Data entries

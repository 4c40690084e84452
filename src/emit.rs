//! Method body emitter
//!
//! Small fluent writer for CIL method bodies, used to author images in
//! tests, benches, fuzz targets and demos.

use crate::image::Token;
use crate::opcode::{TWO_BYTE_PREFIX, codes};

/// Writes CIL instructions into a byte buffer.
///
/// ```rust
/// use dependency_validator::IlEmitter;
///
/// let body = IlEmitter::new().ldarg_0().pop().ret().to_bytes();
/// assert_eq!(body, vec![0x02, 0x26, 0x2A]);
/// ```
#[derive(Debug, Clone, Default)]
pub struct IlEmitter {
    bytes: Vec<u8>,
}

impl IlEmitter {
    pub fn new() -> Self {
        Self::default()
    }

    /// Emit a bare opcode.
    pub fn op(mut self, value: u16) -> Self {
        if value > 0xFF {
            self.bytes.push(TWO_BYTE_PREFIX);
        }
        self.bytes.push(value as u8);
        self
    }

    fn op_i8(self, value: u16, operand: i8) -> Self {
        let mut this = self.op(value);
        this.bytes.push(operand as u8);
        this
    }

    fn op_i32(self, value: u16, operand: i32) -> Self {
        let mut this = self.op(value);
        this.bytes.extend_from_slice(&operand.to_le_bytes());
        this
    }

    fn op_token(self, value: u16, token: Token) -> Self {
        let mut this = self.op(value);
        this.bytes.extend_from_slice(&token.to_le_bytes());
        this
    }

    pub fn nop(self) -> Self {
        self.op(codes::NOP)
    }

    pub fn ldarg_0(self) -> Self {
        self.op(codes::LDARG_0)
    }

    pub fn ldarg_1(self) -> Self {
        self.op(codes::LDARG_1)
    }

    pub fn ldnull(self) -> Self {
        self.op(codes::LDNULL)
    }

    pub fn ldc_i4(self, value: i32) -> Self {
        self.op_i32(codes::LDC_I4, value)
    }

    pub fn ldstr(self, token: Token) -> Self {
        self.op_token(codes::LDSTR, token)
    }

    pub fn call(self, token: Token) -> Self {
        self.op_token(codes::CALL, token)
    }

    pub fn callvirt(self, token: Token) -> Self {
        self.op_token(codes::CALLVIRT, token)
    }

    pub fn newobj(self, token: Token) -> Self {
        self.op_token(codes::NEWOBJ, token)
    }

    pub fn ldftn(self, token: Token) -> Self {
        self.op_token(codes::LDFTN, token)
    }

    pub fn ldtoken(self, token: Token) -> Self {
        self.op_token(codes::LDTOKEN, token)
    }

    pub fn ldfld(self, token: Token) -> Self {
        self.op_token(codes::LDFLD, token)
    }

    pub fn stfld(self, token: Token) -> Self {
        self.op_token(codes::STFLD, token)
    }

    pub fn ldsfld(self, token: Token) -> Self {
        self.op_token(codes::LDSFLD, token)
    }

    pub fn stsfld(self, token: Token) -> Self {
        self.op_token(codes::STSFLD, token)
    }

    /// Store into a local, using the short forms where they exist.
    pub fn stloc(self, index: u8) -> Self {
        match index {
            0 => self.op(codes::STLOC_0),
            1 => self.op(codes::STLOC_1),
            2 => self.op(codes::STLOC_2),
            3 => self.op(codes::STLOC_3),
            n => self.op_i8(codes::STLOC_S, n as i8),
        }
    }

    /// Load a local, using the short forms where they exist.
    pub fn ldloc(self, index: u8) -> Self {
        match index {
            0 => self.op(codes::LDLOC_0),
            1 => self.op(codes::LDLOC_1),
            2 => self.op(codes::LDLOC_2),
            3 => self.op(codes::LDLOC_3),
            n => self.op_i8(codes::LDLOC_S, n as i8),
        }
    }

    pub fn pop(self) -> Self {
        self.op(codes::POP)
    }

    pub fn ret(self) -> Self {
        self.op(codes::RET)
    }

    pub fn br_s(self, delta: i8) -> Self {
        self.op_i8(codes::BR_S, delta)
    }

    pub fn brfalse_s(self, delta: i8) -> Self {
        self.op_i8(codes::BRFALSE_S, delta)
    }

    pub fn brtrue_s(self, delta: i8) -> Self {
        self.op_i8(codes::BRTRUE_S, delta)
    }

    /// Emit a `switch` with its jump table.
    pub fn switch(self, targets: &[i32]) -> Self {
        let mut this = self.op_i32(codes::SWITCH, targets.len() as i32);
        for target in targets {
            this.bytes.extend_from_slice(&target.to_le_bytes());
        }
        this
    }

    /// Current body length in bytes.
    #[inline]
    pub fn len(&self) -> usize {
        self.bytes.len()
    }

    #[inline]
    pub fn is_empty(&self) -> bool {
        self.bytes.is_empty()
    }

    pub fn to_bytes(&self) -> Vec<u8> {
        self.bytes.clone()
    }
}

#[cfg(test)]
mod tests {
    use super::*;

    #[test]
    fn test_encodings() {
        let token = Token::new(Token::MEMBER_REF, 1);
        assert_eq!(IlEmitter::new().call(token).to_bytes(), vec![0x28, 0x01, 0x00, 0x00, 0x0A]);
        assert_eq!(IlEmitter::new().ldftn(token).len(), 6);
        assert_eq!(IlEmitter::new().stloc(1).stloc(7).to_bytes(), vec![0x0B, 0x13, 0x07]);
        assert_eq!(IlEmitter::new().switch(&[2]).len(), 9);
        assert!(IlEmitter::new().is_empty());
    }
}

▶ TASK DIRECTIONS
Answer with a single number: the count of lines above that contain the string "they".

▶ RESULT
2